La historia del ciego de la calle 15 del centro de Santa Marta

Recostado sobre una pared blanca y amarilla del recinto donde funciona una entidad bancaria, Armando Antonio Ayala Campusano lleva 18 años pidiendo monedas a generaciones de multitudes que no puede ver. Aunque nadie sabe su nombre, quizás no hay samario que no haya escuchado el inconfundible clamor pidiendo colaboración: "Seño Señor, ¡por el amor de Dios! Regáleme una limosnita. Al que ayuda Dios le ayuda".

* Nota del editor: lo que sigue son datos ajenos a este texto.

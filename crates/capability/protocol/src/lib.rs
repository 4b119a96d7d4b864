//! # 采集能力模块
//!
//! 从 Modbus TCP 服务器批量读取寄存器，并按位置写入各通道队列：
//!
//! ```text
//! ModbusTcpConnector ──connect──▶ RegisterSource
//!                                      │ read_registers(A, B)
//!                                      ▼
//!                                PollProducer ──push(value i)──▶ ChannelSet[i]   (i < min(B, N))
//! ```
//!
//! ## 失败策略
//!
//! - 连接失败：按有界指数退避重试，次数耗尽后任务结束并返回错误。
//! - 读取失败：记录后跳过本轮；连续失败达到阈值时断开并按同样的退避重连。

mod backoff;
mod error;
mod modbus_tcp;
mod producer;
mod types;

pub use backoff::Backoff;
pub use error::ProtocolError;
pub use modbus_tcp::{ModbusTcpConfig, ModbusTcpConnector};
pub use producer::{PollConfig, PollProducer, PublishSummary};
pub use types::*;
//! BACnet/IP 虚拟链路控制（BVLC，Annex J）
//!
//! 报文头：`0x81 | function | length(u16)`，长度包含报文头。

use crate::error::DecodeError;
use std::net::{Ipv4Addr, SocketAddr, SocketAddrV4};

pub const BVLL_TYPE_BIP: u8 = 0x81;
const HEADER_LEN: usize = 4;

pub mod function {
    pub const RESULT: u8 = 0x00;
    pub const FORWARDED_NPDU: u8 = 0x04;
    pub const REGISTER_FOREIGN_DEVICE: u8 = 0x05;
    pub const DISTRIBUTE_BROADCAST_TO_NETWORK: u8 = 0x09;
    pub const ORIGINAL_UNICAST_NPDU: u8 = 0x0A;
    pub const ORIGINAL_BROADCAST_NPDU: u8 = 0x0B;
}

pub mod result_code {
    pub const SUCCESSFUL_COMPLETION: u16 = 0x0000;
    pub const REGISTER_FOREIGN_DEVICE_NAK: u16 = 0x0030;
    pub const DISTRIBUTE_BROADCAST_TO_NETWORK_NAK: u16 = 0x0060;
}

#[derive(Debug, Clone, PartialEq, Eq)]
pub enum BvlcMessage<'a> {
    Result(u16),
    /// BBMD 转发的报文，应答发往原始来源
    Forwarded {
        origin: SocketAddr,
        npdu: &'a [u8],
    },
    OriginalUnicast(&'a [u8]),
    OriginalBroadcast(&'a [u8]),
    DistributeBroadcast(&'a [u8]),
    RegisterForeignDevice(u16),
    /// 本设备不处理的 BBMD 管理报文
    Other(u8),
}

pub fn decode(datagram: &[u8]) -> Result<BvlcMessage<'_>, DecodeError> {
    if datagram.len() < HEADER_LEN {
        return Err(DecodeError::Truncated);
    }
    if datagram[0] != BVLL_TYPE_BIP {
        return Err(DecodeError::NotBip(datagram[0]));
    }
    let declared = usize::from(u16::from_be_bytes([datagram[2], datagram[3]]));
    if declared != datagram.len() {
        return Err(DecodeError::LengthMismatch {
            header: declared,
            actual: datagram.len(),
        });
    }
    let body = &datagram[HEADER_LEN..];

    let message = match datagram[1] {
        function::RESULT => BvlcMessage::Result(read_u16(body)?),
        function::FORWARDED_NPDU => {
            if body.len() < 6 {
                return Err(DecodeError::Truncated);
            }
            let ip = Ipv4Addr::new(body[0], body[1], body[2], body[3]);
            let port = u16::from_be_bytes([body[4], body[5]]);
            BvlcMessage::Forwarded {
                origin: SocketAddr::V4(SocketAddrV4::new(ip, port)),
                npdu: &body[6..],
            }
        }
        function::ORIGINAL_UNICAST_NPDU => BvlcMessage::OriginalUnicast(body),
        function::ORIGINAL_BROADCAST_NPDU => BvlcMessage::OriginalBroadcast(body),
        function::DISTRIBUTE_BROADCAST_TO_NETWORK => BvlcMessage::DistributeBroadcast(body),
        function::REGISTER_FOREIGN_DEVICE => BvlcMessage::RegisterForeignDevice(read_u16(body)?),
        other => BvlcMessage::Other(other),
    };
    Ok(message)
}

fn read_u16(body: &[u8]) -> Result<u16, DecodeError> {
    match body {
        [hi, lo, ..] => Ok(u16::from_be_bytes([*hi, *lo])),
        _ => Err(DecodeError::Truncated),
    }
}

fn frame(function: u8, body: &[u8]) -> Vec<u8> {
    let len = (HEADER_LEN + body.len()) as u16;
    let mut buf = Vec::with_capacity(usize::from(len));
    buf.push(BVLL_TYPE_BIP);
    buf.push(function);
    buf.extend_from_slice(&len.to_be_bytes());
    buf.extend_from_slice(body);
    buf
}

pub fn original_unicast(npdu: &[u8]) -> Vec<u8> {
    frame(function::ORIGINAL_UNICAST_NPDU, npdu)
}

pub fn original_broadcast(npdu: &[u8]) -> Vec<u8> {
    frame(function::ORIGINAL_BROADCAST_NPDU, npdu)
}

pub fn distribute_broadcast(npdu: &[u8]) -> Vec<u8> {
    frame(function::DISTRIBUTE_BROADCAST_TO_NETWORK, npdu)
}

pub fn register_foreign_device(ttl_seconds: u16) -> Vec<u8> {
    frame(function::REGISTER_FOREIGN_DEVICE, &ttl_seconds.to_be_bytes())
}

pub fn result(code: u16) -> Vec<u8> {
    frame(function::RESULT, &code.to_be_bytes())
}

#[cfg(test)]
mod tests {
    use super::*;

    #[test]
    fn register_frame_layout() {
        assert_eq!(register_foreign_device(90), vec![0x81, 0x05, 0x00, 0x06, 0x00, 0x5A]);
        assert_eq!(
            decode(&register_foreign_device(90)),
            Ok(BvlcMessage::RegisterForeignDevice(90))
        );
    }

    #[test]
    fn forwarded_npdu_carries_origin() {
        let datagram = [
            0x81, 0x04, 0x00, 0x0C, 192, 168, 1, 20, 0xBA, 0xC0, 0x01, 0x00,
        ];
        assert_eq!(
            decode(&datagram),
            Ok(BvlcMessage::Forwarded {
                origin: "192.168.1.20:47808".parse().unwrap(),
                npdu: &[0x01, 0x00],
            })
        );
    }

    #[test]
    fn rejects_foreign_frames() {
        assert_eq!(decode(&[0x82, 0x0A, 0x00, 0x04]), Err(DecodeError::NotBip(0x82)));
        assert!(matches!(
            decode(&[0x81, 0x0A, 0x00, 0x09, 0x01]),
            Err(DecodeError::LengthMismatch { .. })
        ));
    }
}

Es ciego por accidente y está sentado encima de un cojín forrado en bolsas plasticas blancas, con la espalda sobre la pared, y la mano derecha suspendida en el aire. Su palma apunta al cielo ardiente del Centro Histórico de Santa Marta y su apariencia, solo por un instante, genera la extraña sensación de emular la figura de algún Buda tallado en piedra que no ha dejado de estar en la misma posición durante muchísimo tiempo.
"65 años voy a tener-dice a Seguimiento.co- tengo dos hijos, una niña de 14 y uno de 17, estudian en el Juan Maiguel de Osuna".

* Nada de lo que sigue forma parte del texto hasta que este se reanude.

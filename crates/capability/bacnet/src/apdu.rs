//! 应用层协议数据单元（APDU）与服务报文编解码

use crate::codec::{self, Reader};
use crate::error::DecodeError;
use crate::object::{ObjectId, PropertyError, PropertyId, PropertyValue, ReadPropertyRequest};

pub mod pdu_type {
    pub const CONFIRMED_REQUEST: u8 = 0;
    pub const UNCONFIRMED_REQUEST: u8 = 1;
    pub const SIMPLE_ACK: u8 = 2;
    pub const COMPLEX_ACK: u8 = 3;
    pub const ERROR: u8 = 5;
    pub const REJECT: u8 = 6;
    pub const ABORT: u8 = 7;
}

#[repr(u8)]
#[derive(Debug, Clone, Copy, PartialEq, Eq, Hash)]
pub enum ConfirmedService {
    ReadProperty = 12,
    WriteProperty = 15,
}

#[repr(u8)]
#[derive(Debug, Clone, Copy, PartialEq, Eq, Hash)]
pub enum UnconfirmedService {
    IAm = 0,
    WhoIs = 8,
}

#[repr(u8)]
#[derive(Debug, Clone, Copy, PartialEq, Eq)]
pub enum RejectReason {
    InvalidTag = 4,
    MissingRequiredParameter = 5,
    UnrecognizedService = 9,
}

#[repr(u8)]
#[derive(Debug, Clone, Copy, PartialEq, Eq)]
pub enum AbortReason {
    SegmentationNotSupported = 4,
}

/// 最大 APDU 长度编码（0..=5）
const MAX_APDU_SIZES: [u16; 6] = [50, 128, 206, 480, 1024, 1476];
/// 本设备在请求中声明的最大 APDU 编码（1476 字节）
const MAX_APDU_CODE_1476: u8 = 0x05;

/// APDU 首字节高 4 位为 PDU 类型
pub fn pdu_type_of(apdu: &[u8]) -> Option<u8> {
    apdu.first().map(|first| first >> 4)
}

/// 确认请求头
#[derive(Debug, Clone, PartialEq, Eq)]
pub struct ConfirmedRequest<'a> {
    pub invoke_id: u8,
    pub service: u8,
    pub segmented: bool,
    pub max_apdu: u16,
    pub data: &'a [u8],
}

impl<'a> ConfirmedRequest<'a> {
    pub fn decode(apdu: &'a [u8]) -> Result<Self, DecodeError> {
        let first = *apdu.first().ok_or(DecodeError::Truncated)?;
        if first >> 4 != pdu_type::CONFIRMED_REQUEST {
            return Err(DecodeError::UnexpectedPdu(first >> 4));
        }
        let segmented = first & 0x08 != 0;
        let header_len = if segmented { 6 } else { 4 };
        if apdu.len() < header_len {
            return Err(DecodeError::Truncated);
        }

        Ok(Self {
            invoke_id: apdu[2],
            service: apdu[header_len - 1],
            segmented,
            max_apdu: MAX_APDU_SIZES
                .get(usize::from(apdu[1] & 0x0F))
                .copied()
                .unwrap_or(MAX_APDU_SIZES[0]),
            data: &apdu[header_len..],
        })
    }
}

pub fn encode_complex_ack(invoke_id: u8, service: ConfirmedService, body: &[u8]) -> Vec<u8> {
    let mut apdu = Vec::with_capacity(3 + body.len());
    apdu.push(pdu_type::COMPLEX_ACK << 4);
    apdu.push(invoke_id);
    apdu.push(service as u8);
    apdu.extend_from_slice(body);
    apdu
}

pub fn encode_error(invoke_id: u8, service: ConfirmedService, error: PropertyError) -> Vec<u8> {
    let mut apdu = vec![pdu_type::ERROR << 4, invoke_id, service as u8];
    codec::encode_application_enumerated(&mut apdu, error.class as u32);
    codec::encode_application_enumerated(&mut apdu, error.code as u32);
    apdu
}

pub fn encode_reject(invoke_id: u8, reason: RejectReason) -> Vec<u8> {
    vec![pdu_type::REJECT << 4, invoke_id, reason as u8]
}

/// 服务端发出的 Abort（SRV 位置 1）
pub fn encode_abort(invoke_id: u8, reason: AbortReason) -> Vec<u8> {
    vec![(pdu_type::ABORT << 4) | 0x01, invoke_id, reason as u8]
}

fn unconfirmed_header(service: UnconfirmedService) -> Vec<u8> {
    vec![pdu_type::UNCONFIRMED_REQUEST << 4, service as u8]
}

/// Who-Is 请求；`range` 为空表示询问所有设备
#[derive(Debug, Clone, Copy, Default, PartialEq, Eq)]
pub struct WhoIs {
    pub range: Option<(u32, u32)>,
}

impl WhoIs {
    pub fn decode(data: &[u8]) -> Result<Self, DecodeError> {
        if data.is_empty() {
            return Ok(Self { range: None });
        }
        let mut reader = Reader::new(data);
        let low = reader.read_context_unsigned(0)?;
        let high = reader.read_context_unsigned(1)?;
        Ok(Self {
            range: Some((low, high)),
        })
    }

    pub fn encode(&self) -> Vec<u8> {
        let mut apdu = unconfirmed_header(UnconfirmedService::WhoIs);
        if let Some((low, high)) = self.range {
            codec::encode_context_unsigned(&mut apdu, 0, low);
            codec::encode_context_unsigned(&mut apdu, 1, high);
        }
        apdu
    }

    pub fn matches(&self, instance: u32) -> bool {
        self.range
            .is_none_or(|(low, high)| (low..=high).contains(&instance))
    }
}

/// I-Am 通告
#[derive(Debug, Clone, Copy, PartialEq, Eq)]
pub struct IAm {
    pub device: ObjectId,
    pub max_apdu: u32,
    pub segmentation: u32,
    pub vendor_id: u32,
}

impl IAm {
    pub fn decode(data: &[u8]) -> Result<Self, DecodeError> {
        let mut reader = Reader::new(data);
        Ok(Self {
            device: reader.read_application_object_id()?,
            max_apdu: reader.read_application_unsigned()?,
            segmentation: reader.read_application_enumerated()?,
            vendor_id: reader.read_application_unsigned()?,
        })
    }

    pub fn encode(&self) -> Vec<u8> {
        let mut apdu = unconfirmed_header(UnconfirmedService::IAm);
        codec::encode_application_object_id(&mut apdu, self.device);
        codec::encode_application_unsigned(&mut apdu, self.max_apdu);
        codec::encode_application_enumerated(&mut apdu, self.segmentation);
        codec::encode_application_unsigned(&mut apdu, self.vendor_id);
        apdu
    }
}

impl ReadPropertyRequest {
    /// 解析 ReadProperty 服务参数
    pub fn decode(data: &[u8]) -> Result<Self, DecodeError> {
        let mut reader = Reader::new(data);
        let object = reader.read_context_object_id(0)?;
        let property = PropertyId(reader.read_context_unsigned(1)?);
        let array_index = reader.read_optional_context_unsigned(2)?;
        Ok(Self {
            object,
            property,
            array_index,
        })
    }

    /// 编码为完整的确认请求 APDU（客户端方向）
    pub fn encode(&self, invoke_id: u8) -> Vec<u8> {
        let mut apdu = vec![
            pdu_type::CONFIRMED_REQUEST << 4,
            MAX_APDU_CODE_1476,
            invoke_id,
            ConfirmedService::ReadProperty as u8,
        ];
        codec::encode_context_object_id(&mut apdu, 0, self.object);
        codec::encode_context_enumerated(&mut apdu, 1, self.property.0);
        if let Some(index) = self.array_index {
            codec::encode_context_unsigned(&mut apdu, 2, index);
        }
        apdu
    }
}

/// ReadProperty 的 ComplexACK
#[derive(Debug, Clone, PartialEq)]
pub struct ReadPropertyAck {
    pub object: ObjectId,
    pub property: PropertyId,
    pub array_index: Option<u32>,
    pub value: PropertyValue,
}

impl ReadPropertyAck {
    pub fn encode(&self, invoke_id: u8) -> Vec<u8> {
        let mut body = Vec::new();
        codec::encode_context_object_id(&mut body, 0, self.object);
        codec::encode_context_enumerated(&mut body, 1, self.property.0);
        if let Some(index) = self.array_index {
            codec::encode_context_unsigned(&mut body, 2, index);
        }
        codec::encode_opening_tag(&mut body, 3);
        self.value.encode(&mut body);
        codec::encode_closing_tag(&mut body, 3);
        encode_complex_ack(invoke_id, ConfirmedService::ReadProperty, &body)
    }

    /// 解析完整 APDU，返回调用号与应答内容
    pub fn decode(apdu: &[u8]) -> Result<(u8, Self), DecodeError> {
        let [first, invoke_id, service, body @ ..] = apdu else {
            return Err(DecodeError::Truncated);
        };
        if *first >> 4 != pdu_type::COMPLEX_ACK {
            return Err(DecodeError::UnexpectedPdu(*first >> 4));
        }
        if *service != ConfirmedService::ReadProperty as u8 {
            return Err(DecodeError::UnexpectedTag("read-property service choice"));
        }

        let mut reader = Reader::new(body);
        let object = reader.read_context_object_id(0)?;
        let property = PropertyId(reader.read_context_unsigned(1)?);
        let array_index = reader.read_optional_context_unsigned(2)?;
        reader.expect_opening(3)?;
        let mut values = Vec::new();
        while !reader.at_closing(3)? {
            values.push(reader.read_application_value()?);
        }
        reader.expect_closing(3)?;

        let value = if values.len() == 1 {
            values.remove(0)
        } else {
            PropertyValue::List(values)
        };
        Ok((
            *invoke_id,
            Self {
                object,
                property,
                array_index,
                value,
            },
        ))
    }
}

#[cfg(test)]
mod tests {
    use super::*;
    use crate::object::ObjectType;

    #[test]
    fn read_property_request_wire_format() {
        let request = ReadPropertyRequest::new(
            ObjectId::new(ObjectType::AnalogInput, 1),
            PropertyId::PRESENT_VALUE,
        );
        let apdu = request.encode(7);
        assert_eq!(
            apdu,
            vec![0x00, 0x05, 0x07, 0x0C, 0x0C, 0x00, 0x00, 0x00, 0x01, 0x19, 0x55]
        );

        let header = ConfirmedRequest::decode(&apdu).unwrap();
        assert_eq!(header.invoke_id, 7);
        assert_eq!(header.service, ConfirmedService::ReadProperty as u8);
        assert_eq!(header.max_apdu, 1476);
        assert_eq!(ReadPropertyRequest::decode(header.data).unwrap(), request);
    }

    #[test]
    fn segmented_header_is_recognised() {
        let header = ConfirmedRequest::decode(&[0x08, 0x05, 0x09, 0x00, 0x04, 0x0C]).unwrap();
        assert!(header.segmented);
        assert_eq!(header.invoke_id, 9);
        assert_eq!(header.service, 0x0C);
    }

    #[test]
    fn who_is_range_filters_instances() {
        let who_is = WhoIs::decode(&WhoIs { range: Some((10, 50)) }.encode()[2..]).unwrap();
        assert!(who_is.matches(48));
        assert!(!who_is.matches(51));
        assert!(WhoIs::default().matches(4_000_000));
    }

    #[test]
    fn who_is_with_only_low_limit_is_malformed() {
        let mut data = Vec::new();
        codec::encode_context_unsigned(&mut data, 0, 10);
        assert!(WhoIs::decode(&data).is_err());
    }

    #[test]
    fn error_pdu_carries_class_and_code() {
        let apdu = encode_error(3, ConfirmedService::ReadProperty, PropertyError::unknown_object());
        assert_eq!(apdu, vec![0x50, 0x03, 0x0C, 0x91, 0x01, 0x91, 0x1F]);
    }
}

La camisa que trae puesta Armando es azul cuadriculada y está etiquetada con el logo de una marca reconocida. En la tela que cubre el hombro derecho tiene manchas secas y viejas, del excremento de alguna de las varias palomas que yacen sobre la cornisa de la pared del banco.
"Yo perdí la vista en un accidente. Era conductor de camión y en carretera, por no matar a una bestia, perdí el control y me salí".
Recoge la mano suspendida. Y como adivinando empieza a frotarsela cerca de la zona donde solía tener los ojos.
"Giré y giré- explica con voz deprimida-este ojo se me salió (el izquierdo) y este otro quedó colgado, ahí está otra vez, pero no sirve". Armando tenía 29 años cuando dejó de ver el mundo para siempre.
"Los primeros años esto me dio durisimo. Muchas veces quise matarme. Cogía los cuchillos y en más de una ocasión estuve a punto de hacerlo. Pero mi mamá estaba viva y evitaba que me matara".
La vista no es lo único que ha perdido Armando. Cuenta decepcionado que su mujer lo abandonó poco después de su tragedia. Con ella tuvo cuatro hijas que viven en Ciénaga. Ningún miembro de su primera familia lo ayudó jamás.
A pesar de su oscura soledad, quizás Dios o el cosmo le dieron a Armando una nueva compañera sentimental a quien solo puede oir y palpar. Sin embargo, nunca pudo escapar de los accidentados sucesos de su destino: su nueva compañera también sufrió un accidente, en motocileta, que la dejó con una grave lesión en su pierna. Ahora caminar para ella es casi una tarea titánica. Sufre de la presión y el azúcar, pero viven juntos en una casa del barrio Timayui I.
En las ocasiones en que Armando pide limosnas, alcanza a recoger entre 20 y 30 mil pesos y con esa plata sustenta a su familia. Cuando se siente desesperanzado por las escenas del pasado, su mujer le da ánimo y las rabietas y frustraciones terminan esfumándose como cualquier otra cosa que tenga la capacidad de acabarse en la vida.
El cielo parece fuego. Y cuando el sol empieza a broncearlo sin piedad, Armando se levanta, apoyándose en un palo de lo que antes fue una escoba, y se traslada a la pared de enfrente donde una sombra lo guarese del sopor agotador de la ciudad.
Mientras avanza hacia la sombra, cuenta que le gusta escuchar boleros, tangos y noticias. Afirma que su oído se ha desarrollado de tal manera que puede distinguir detalladamente los ecos de cada ruido de la multitud.
Armando Ayala Campusano, nacido en Ciénaga hace 65 años, tiene un sueño que no puede ver, pero que puede describir. Le gustaría montar un negocio para pasar sus ultimos días fuera del Callejón de la calle 15 con carrera cuarta, donde cualquiera que pase entre las 8 de la mañana y 4 de la tarde, con seguridad, sabrá que lo encontrará en la misma pared de hace 18 años.